Whenever the word "SignalState" shows up in a line of the data, copy that line.

Data records:
=======
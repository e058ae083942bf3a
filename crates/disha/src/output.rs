//! Output formatting: table, JSON, YAML, plain.
//!
//! Renders data in the format selected by `--output`. Table uses `tabled`,
//! structured formats use serde, plain emits one identifier per line.

use std::io::{self, IsTerminal, Write};

use chrono::{DateTime, Local, Utc};
use owo_colors::OwoColorize;
use tabled::{Table, Tabled, settings::Style};

use disha_core::{NoticeLevel, Severity, SignalState};

use crate::cli::{ColorMode, OutputFormat};
use crate::error::CliError;

// ── Color helpers ────────────────────────────────────────────────────

/// Determine whether color output should be enabled.
pub fn should_color(mode: &ColorMode) -> bool {
    match mode {
        ColorMode::Always => true,
        ColorMode::Never => false,
        ColorMode::Auto => io::stdout().is_terminal() && std::env::var("NO_COLOR").is_err(),
    }
}

/// Severity label, red/yellow/green when color is on.
pub fn severity(value: Severity, color: bool) -> String {
    let label = value.to_string();
    if !color {
        return label;
    }
    match value {
        Severity::High => label.red().bold().to_string(),
        Severity::Medium => label.yellow().to_string(),
        Severity::Low => label.green().to_string(),
        _ => label.dimmed().to_string(),
    }
}

pub fn signal_state(value: SignalState, color: bool) -> String {
    let label = value.to_string();
    if !color {
        return label;
    }
    match value {
        SignalState::Red => label.red().bold().to_string(),
        SignalState::Yellow => label.yellow().to_string(),
        SignalState::Green => label.green().to_string(),
        _ => label.dimmed().to_string(),
    }
}

pub fn notice(level: NoticeLevel, message: &str, color: bool) -> String {
    let tag = format!("[{level}]");
    if !color {
        return format!("{tag} {message}");
    }
    let tag = match level {
        NoticeLevel::Error => tag.red().bold().to_string(),
        NoticeLevel::Warning => tag.yellow().to_string(),
        NoticeLevel::Success => tag.green().to_string(),
        NoticeLevel::Info => tag.cyan().to_string(),
    };
    format!("{tag} {message}")
}

pub fn heading(text: &str, color: bool) -> String {
    if color {
        text.bold().to_string()
    } else {
        text.to_owned()
    }
}

// ── Value helpers ────────────────────────────────────────────────────

/// Local wall-clock rendering, "-" when absent.
pub fn timestamp(value: Option<DateTime<Utc>>) -> String {
    value.map_or_else(
        || "-".into(),
        |ts| ts.with_timezone(&Local).format("%Y-%m-%d %H:%M").to_string(),
    )
}

/// Truncate to `max` chars, marking the cut with an ellipsis.
pub fn truncate(text: &str, max: usize) -> String {
    if text.chars().count() <= max {
        return text.to_owned();
    }
    let mut out: String = text.chars().take(max.saturating_sub(1)).collect();
    out.push('…');
    out
}

// ── Render dispatchers ───────────────────────────────────────────────

/// Render a list of serde-serializable + tabled items in the chosen format.
///
/// - `table`: uses the `Tabled` derive to build a pretty table
/// - `json` / `json-compact`: serializes the original data via serde
/// - `yaml`: serializes via serde_yaml
/// - `plain`: calls `id_fn` on each item to emit one identifier per line
pub fn render_list<T, R>(
    format: &OutputFormat,
    data: &[T],
    to_row: impl Fn(&T) -> R,
    id_fn: impl Fn(&T) -> String,
) -> Result<String, CliError>
where
    T: serde::Serialize,
    R: Tabled,
{
    match format {
        OutputFormat::Table => {
            let rows: Vec<R> = data.iter().map(to_row).collect();
            Ok(render_table(&rows))
        }
        OutputFormat::Json => render_json(data, false),
        OutputFormat::JsonCompact => render_json(data, true),
        OutputFormat::Yaml => render_yaml(data),
        OutputFormat::Plain => Ok(data.iter().map(&id_fn).collect::<Vec<_>>().join("\n")),
    }
}

/// Render a single serde-serializable item in the chosen format.
///
/// Table rendering uses a custom `detail_fn` that returns a pre-formatted string,
/// since single-item detail views don't use `Tabled` derive.
pub fn render_single<T>(
    format: &OutputFormat,
    data: &T,
    detail_fn: impl Fn(&T) -> String,
    id_fn: impl Fn(&T) -> String,
) -> Result<String, CliError>
where
    T: serde::Serialize,
{
    match format {
        OutputFormat::Table => Ok(detail_fn(data)),
        OutputFormat::Json => render_json(data, false),
        OutputFormat::JsonCompact => render_json(data, true),
        OutputFormat::Yaml => render_yaml(data),
        OutputFormat::Plain => Ok(id_fn(data)),
    }
}

/// Print the rendered output to stdout, respecting quiet mode.
pub fn print_output(output: &str, quiet: bool) {
    if quiet || output.is_empty() {
        return;
    }
    let mut stdout = io::stdout().lock();
    let _ = writeln!(stdout, "{output}");
}

// ── Format-specific renderers ────────────────────────────────────────

pub(crate) fn render_table<R: Tabled>(rows: &[R]) -> String {
    Table::new(rows).with(Style::rounded()).to_string()
}

fn render_json<T: serde::Serialize + ?Sized>(data: &T, compact: bool) -> Result<String, CliError> {
    let rendered = if compact {
        serde_json::to_string(data)
    } else {
        serde_json::to_string_pretty(data)
    };
    rendered.map_err(|e| CliError::Render(e.to_string()))
}

fn render_yaml<T: serde::Serialize + ?Sized>(data: &T) -> Result<String, CliError> {
    serde_yaml::to_string(data).map_err(|e| CliError::Render(e.to_string()))
}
=======
Answer below:
use disha_core::{NoticeLevel, Severity, SignalState};
pub fn signal_state(value: SignalState, color: bool) -> String {
        SignalState::Red => label.red().bold().to_string(),
        SignalState::Yellow => label.yellow().to_string(),
        SignalState::Green => label.green().to_string(),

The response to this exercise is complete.